▶ WHAT TO WORK ON
The answer is every line in the data below that contains the word "price".

▶ DATASET RECORDS
|---|

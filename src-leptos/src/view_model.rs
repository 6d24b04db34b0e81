//! Display data for one card, split by what is always shown and what only
//! appears when the card is expanded.

use project_cards_types::{PaymentStatus, Project};

/// Always rendered: logo badge, title, status pill and price.
#[derive(Debug, Clone, PartialEq, Eq)]
pub struct CardHeader {
    pub title: String,
    pub price: String,
    pub status: PaymentStatus,
    /// Caller-supplied class selecting the badge background
    pub logo_color: String,
    pub logo_icon: String,
}

impl From<&Project> for CardHeader {
    fn from(project: &Project) -> Self {
        Self {
            title: project.title.clone(),
            price: project.price_per_hour.clone(),
            status: project.status,
            logo_color: project.logo_color.clone(),
            logo_icon: project.logo_icon.clone(),
        }
    }
}

/// Rendered only while expanded.
#[derive(Debug, Clone, PartialEq, Eq)]
pub struct CardDetails {
    pub categories: Vec<String>,
    pub description: String,
    pub location: String,
    pub time_ago: String,
}

impl CardDetails {
    /// One pill per category, in input order.
    pub fn category_labels(&self) -> impl Iterator<Item = &str> {
        self.categories.iter().map(String::as_str)
    }
}

impl From<&Project> for CardDetails {
    fn from(project: &Project) -> Self {
        Self {
            categories: project.categories.clone(),
            description: project.description.clone(),
            location: project.location.clone(),
            time_ago: project.time_ago.clone(),
        }
    }
}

|---|

▶ RESPONSE BOX
/// Always rendered: logo badge, title, status pill and price.
    pub price: String,
            price: project.price_per_hour.clone(),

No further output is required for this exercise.